Palermo, furto nella notte al deposito Amat: rubati 200 metri di cavi di rame destinati alla ricarica dei bus elettrici
PALERMO – Colpo notturno al deposito dell’Amat in via Roccazzo, a Palermo. Ignoti sono riusciti a introdursi nella struttura utilizzando un camion e a portare via 200 metri di cavi di rame, parte dell’impianto in fase di realizzazione per la ricarica dei bus elettrici della flotta cittadina.
Il furto è stato scoperto all’alba dai dipendenti dell’azienda municipalizzata che gestisce il trasporto pubblico nel capoluogo siciliano. Secondo una prima ricostruzione, nonostante la presenza di personale durante le ore notturne, i ladri sono riusciti ad agire indisturbati, entrando e uscendo da uno dei cancelli senza essere notati.
Un elemento che solleva più di un interrogativo riguarda il sistema di videosorveglianza installato all’interno del grande deposito. Ben 120 telecamere risultano presenti nell’area, ma fino ad oggi – come confermato dall’Amat – entravano in funzione soltanto in caso di incendio.

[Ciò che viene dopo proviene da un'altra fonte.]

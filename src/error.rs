// Error Taxonomy
// Typed failures for each ingestion stage. Per-item failures (malformed commit
// lines, dangling edges) are reported alongside results; stage failures are
// carried in the pipeline result with the stage that produced them.

use serde::ser::SerializeStruct;
use serde::{Serialize, Serializer};
use std::path::PathBuf;
use std::time::Duration;

/// Errors from turning tree entries into graph nodes and edges
#[derive(Debug, Clone, PartialEq, Eq, thiserror::Error)]
pub enum FlattenError {
    #[error("Invalid path {path:?}: {reason}")]
    InvalidPath { path: String, reason: &'static str },
}

/// Errors from parsing a raw `hash:tree:author:date:message` line
#[derive(Debug, Clone, PartialEq, Eq, thiserror::Error)]
pub enum CommitParseError {
    #[error("Malformed commit line {line_number}: expected 5 ':'-separated fields with a non-empty hash, found {fields}")]
    MalformedCommitLine {
        line_number: usize,
        line: String,
        fields: usize,
    },
}

/// Non-duplicate failures while writing commits to the document store
#[derive(Debug, Clone, PartialEq, Eq, thiserror::Error)]
pub enum IngestError {
    #[error("Commit ingestion failed ({inserted} inserted, {failed} failed): {reason}")]
    IngestFailure {
        reason: String,
        inserted: usize,
        failed: usize,
    },
}

/// Errors from upserting nodes and edges into the graph store
#[derive(Debug, Clone, PartialEq, Eq, thiserror::Error)]
pub enum SyncError {
    /// Per-edge and non-fatal: the edge is skipped and sync continues
    #[error("Dangling edge {parent_path} -> {child_path}: node {missing} does not exist")]
    DanglingEdge {
        parent_path: String,
        child_path: String,
        missing: String,
    },

    #[error("Graph store failure while upserting {target}: {reason}")]
    StoreFailure { target: String, reason: String },
}

/// Errors from interpreting a repository URL as GitHub coordinates
#[derive(Debug, Clone, PartialEq, Eq, thiserror::Error)]
pub enum RepositoryUrlError {
    #[error("Invalid GitHub URL: {url}")]
    NotGitHub { url: String },

    #[error("GitHub URL has no repository name: {url}")]
    MissingRepository { url: String },

    #[error("GitHub URL {url} has an unusable owner or repository name {segment:?}")]
    InvalidSegment { url: String, segment: String },
}

/// Errors from the containerized static analysis run
#[derive(Debug, thiserror::Error)]
pub enum AnalysisError {
    #[error("Static analysis is disabled in configuration")]
    Disabled,

    #[error("Failed to launch scanner: {0}")]
    Launch(#[source] std::io::Error),

    #[error("Scanner exited with status {status}: {stderr}")]
    ScannerFailed { status: i32, stderr: String },

    #[error("Scanner timed out after {0:?}")]
    Timeout(Duration),

    #[error("Failed to fetch analysis results: {0}")]
    Results(#[source] reqwest::Error),
}

/// The pipeline stages whose outcome is reported independently
#[derive(Debug, Clone, Copy, PartialEq, Eq, Hash, Serialize)]
#[serde(rename_all = "snake_case")]
pub enum Stage {
    Acquire,
    Commits,
    Tree,
}

impl Stage {
    pub fn as_str(&self) -> &'static str {
        match self {
            Stage::Acquire => "acquire",
            Stage::Commits => "commits",
            Stage::Tree => "tree",
        }
    }
}

/// A stage-level failure of an ingestion run
#[derive(Debug, Clone, PartialEq, Eq, thiserror::Error)]
pub enum PipelineError {
    #[error("Failed to acquire working copy of {url} at {dest:?}: {reason}")]
    AcquireFailure {
        url: String,
        dest: PathBuf,
        reason: String,
    },

    #[error("Failed to enumerate commits in {dest:?}: {reason}")]
    CommitEnumerationFailure { dest: PathBuf, reason: String },

    #[error(transparent)]
    Ingest(#[from] IngestError),

    #[error("Failed to fetch repository tree for {repository}: {reason}")]
    TreeFetchFailure { repository: String, reason: String },

    #[error(transparent)]
    Flatten(#[from] FlattenError),

    #[error(transparent)]
    Sync(#[from] SyncError),
}

impl PipelineError {
    pub fn stage(&self) -> Stage {
        match self {
            PipelineError::AcquireFailure { .. } => Stage::Acquire,
            PipelineError::CommitEnumerationFailure { .. } | PipelineError::Ingest(_) => {
                Stage::Commits
            }
            PipelineError::TreeFetchFailure { .. }
            | PipelineError::Flatten(_)
            | PipelineError::Sync(_) => Stage::Tree,
        }
    }

    /// Stable machine-readable name of the failure kind
    pub fn kind(&self) -> &'static str {
        match self {
            PipelineError::AcquireFailure { .. } => "acquire_failure",
            PipelineError::CommitEnumerationFailure { .. } => "commit_enumeration_failure",
            PipelineError::Ingest(_) => "ingest_failure",
            PipelineError::TreeFetchFailure { .. } => "tree_fetch_failure",
            PipelineError::Flatten(_) => "invalid_path",
            PipelineError::Sync(_) => "graph_sync_failure",
        }
    }
}

impl Serialize for PipelineError {
    fn serialize<S: Serializer>(&self, serializer: S) -> Result<S::Ok, S::Error> {
        let mut state = serializer.serialize_struct("PipelineError", 3)?;
        state.serialize_field("stage", &self.stage())?;
        state.serialize_field("kind", self.kind())?;
        state.serialize_field("message", &self.to_string())?;
        state.end()
    }
}

#[cfg(test)]
mod tests {
    use super::*;

    #[test]
    fn test_pipeline_error_stage_mapping() {
        let acquire = PipelineError::AcquireFailure {
            url: "https://github.com/a/b".to_string(),
            dest: PathBuf::from("/tmp/b"),
            reason: "network unreachable".to_string(),
        };
        assert_eq!(acquire.stage(), Stage::Acquire);

        let ingest = PipelineError::from(IngestError::IngestFailure {
            reason: "connection reset".to_string(),
            inserted: 3,
            failed: 1,
        });
        assert_eq!(ingest.stage(), Stage::Commits);

        let flatten = PipelineError::from(FlattenError::InvalidPath {
            path: String::new(),
            reason: "path is empty",
        });
        assert_eq!(flatten.stage(), Stage::Tree);
    }

    #[test]
    fn test_pipeline_error_serializes_stage_and_kind() {
        let err = PipelineError::TreeFetchFailure {
            repository: "a/b".to_string(),
            reason: "404 Not Found".to_string(),
        };
        let json = serde_json::to_value(&err).unwrap();
        assert_eq!(json["stage"], "tree");
        assert_eq!(json["kind"], "tree_fetch_failure");
        assert!(json["message"].as_str().unwrap().contains("404"));
    }
}
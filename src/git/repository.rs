//! Git working copy acquisition and history listing

use anyhow::{Context, Result};
use async_trait::async_trait;
use chrono::{DateTime, FixedOffset, Offset, Utc};
use std::path::Path;
use tokio::task;
use tracing::{debug, info, instrument};

use crate::git::types::{AcquireOutcome, HistoryOptions};
use crate::git::VersionControl;

/// Render one commit as `hash:tree:author:date:subject`.
///
/// The date is the author date as `YYYY-MM-DD` and colons in the author name
/// are replaced with spaces, so only the subject may contain further colons.
pub fn format_commit_line(
    hash: &str,
    tree: &str,
    author: &str,
    when: DateTime<FixedOffset>,
    subject: &str,
) -> String {
    format!(
        "{}:{}:{}:{}:{}",
        hash,
        tree,
        author.replace(':', " "),
        when.format("%Y-%m-%d"),
        subject.lines().next().unwrap_or("")
    )
}

/// `git2`-backed version control collaborator
#[derive(Debug, Clone, Default)]
pub struct GitRepository {
    options: HistoryOptions,
}

impl GitRepository {
    pub fn new(options: HistoryOptions) -> Self {
        Self { options }
    }
}

#[async_trait]
impl VersionControl for GitRepository {
    #[instrument(skip(self))]
    async fn acquire_or_update(&self, url: &str, dest: &Path) -> Result<AcquireOutcome> {
        let url = url.to_string();
        let dest = dest.to_path_buf();
        task::spawn_blocking(move || acquire_blocking(&url, &dest))
            .await
            .context("git acquisition task panicked")?
    }

    #[instrument(skip(self))]
    async fn list_commits(&self, dest: &Path) -> Result<Vec<String>> {
        let dest = dest.to_path_buf();
        let limit = self.options.max_history_depth;
        task::spawn_blocking(move || list_commits_blocking(&dest, limit))
            .await
            .context("git history task panicked")?
    }
}

#[cfg(feature = "git-integration")]
fn acquire_blocking(url: &str, dest: &Path) -> Result<AcquireOutcome> {
    match git2::Repository::open(dest) {
        Ok(repo) => {
            info!(repo = %url, path = %dest.display(), "Updating existing working copy");
            update_in_place(&repo)
                .with_context(|| format!("Failed to update working copy at {:?}", dest))?;
            Ok(AcquireOutcome::Updated)
        }
        Err(_) => {
            if dest.exists() && std::fs::read_dir(dest)?.next().is_some() {
                anyhow::bail!(
                    "Destination {:?} exists but is not a git working copy",
                    dest
                );
            }
            if let Some(parent) = dest.parent() {
                std::fs::create_dir_all(parent)
                    .with_context(|| format!("Failed to create {:?}", parent))?;
            }

            info!(repo = %url, path = %dest.display(), "Cloning repository");
            git2::build::RepoBuilder::new()
                .clone(url, dest)
                .with_context(|| format!("Failed to clone repository: {}", url))?;
            Ok(AcquireOutcome::Cloned)
        }
    }
}

#[cfg(feature = "git-integration")]
fn update_in_place(repo: &git2::Repository) -> Result<()> {
    let mut remote = repo
        .find_remote("origin")
        .context("Working copy has no 'origin' remote")?;
    remote
        .fetch(&[] as &[&str], None, None)
        .context("Failed to fetch from origin")?;

    let head = repo.head().context("Failed to read HEAD")?;
    let branch = head
        .shorthand()
        .filter(|name| *name != "HEAD")
        .context("Working copy HEAD is detached")?;

    let tracking = repo
        .find_reference(&format!("refs/remotes/origin/{}", branch))
        .with_context(|| format!("No remote-tracking ref for branch {}", branch))?;
    let target = tracking.peel_to_commit()?;

    debug!(branch, target = %target.id(), "Resetting working copy to origin");
    repo.reset(target.as_object(), git2::ResetType::Hard, None)?;
    Ok(())
}

#[cfg(feature = "git-integration")]
fn list_commits_blocking(dest: &Path, limit: usize) -> Result<Vec<String>> {
    let repo = git2::Repository::open(dest)
        .with_context(|| format!("Failed to open git repository at {:?}", dest))?;

    let mut revwalk = repo.revwalk()?;
    revwalk.push_head().context("Repository has no commits")?;
    revwalk.set_sorting(git2::Sort::TIME)?;

    let mut lines = Vec::new();
    for oid in revwalk.take(limit) {
        let commit = repo.find_commit(oid?)?;
        let author = commit.author();
        let time = author.when();
        let offset = FixedOffset::east_opt(time.offset_minutes() * 60)
            .unwrap_or_else(|| Utc.fix());
        let when = DateTime::from_timestamp(time.seconds(), 0)
            .context("Commit timestamp out of range")?
            .with_timezone(&offset);

        lines.push(format_commit_line(
            &commit.id().to_string(),
            &commit.tree_id().to_string(),
            author.name().unwrap_or("Unknown"),
            when,
            commit.summary().unwrap_or(""),
        ));
    }

    debug!(count = lines.len(), "Listed commit history");
    Ok(lines)
}

#[cfg(not(feature = "git-integration"))]
fn acquire_blocking(_url: &str, _dest: &Path) -> Result<AcquireOutcome> {
    anyhow::bail!("Git integration feature not enabled. Rebuild with --features git-integration")
}

#[cfg(not(feature = "git-integration"))]
fn list_commits_blocking(_dest: &Path, _limit: usize) -> Result<Vec<String>> {
    anyhow::bail!("Git integration feature not enabled")
}

#[cfg(test)]
mod tests {
    use super::*;
    use chrono::TimeZone;
    use tempfile::TempDir;

    #[test]
    fn test_format_commit_line() {
        let when = FixedOffset::east_opt(2 * 3600)
            .unwrap()
            .with_ymd_and_hms(2024, 1, 1, 23, 30, 0)
            .unwrap();
        let line = format_commit_line("abc", "def", "Ada: L", when, "Fix: edge\n\nbody");
        assert_eq!(line, "abc:def:Ada  L:2024-01-01:Fix: edge");
    }

    #[tokio::test]
    async fn test_list_commits_outside_repository_fails() -> Result<()> {
        let temp_dir = TempDir::new()?;
        let git = GitRepository::default();
        assert!(git.list_commits(temp_dir.path()).await.is_err());
        Ok(())
    }

    #[tokio::test]
    async fn test_refuses_to_clone_into_populated_directory() -> Result<()> {
        let temp_dir = TempDir::new()?;
        std::fs::write(temp_dir.path().join("stray.txt"), "x")?;
        let git = GitRepository::default();
        let result = git
            .acquire_or_update("https://github.com/owner/repo.git", temp_dir.path())
            .await;
        assert!(result.is_err());
        Ok(())
    }
}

“Una circostanza del tutto anomala – ha dichiarato il presidente dell’Amat, Giuseppe Mistretta, che ha presentato denuncia ai carabinieri – Questa mattina ho effettuato un sopralluogo con una ditta specializzata in sicurezza. Intendiamo collegare le telecamere in rete e potenziarle con dispositivi di ultima generazione, così da garantire un controllo attivo 24 ore su 24“.
L’intervento sarà volto a rafforzare la sicurezza del deposito, nodo cruciale per l’ammodernamento della mobilità cittadina attraverso il passaggio all’elettrico. Il furto rischia di rallentare i lavori in corso e rappresenta un danno significativo non solo per l’Amat ma per l’intera collettività, nel pieno di un processo di transizione ecologica.
Le indagini sono affidate ai carabinieri, che hanno avviato l’analisi dei pochi elementi a disposizione per risalire agli autori del furto. Non si esclude che possa trattarsi di un colpo su commissione, vista la precisione e la conoscenza dimostrata nel colpire un’area sensibile e in piena evoluzione tecnologica.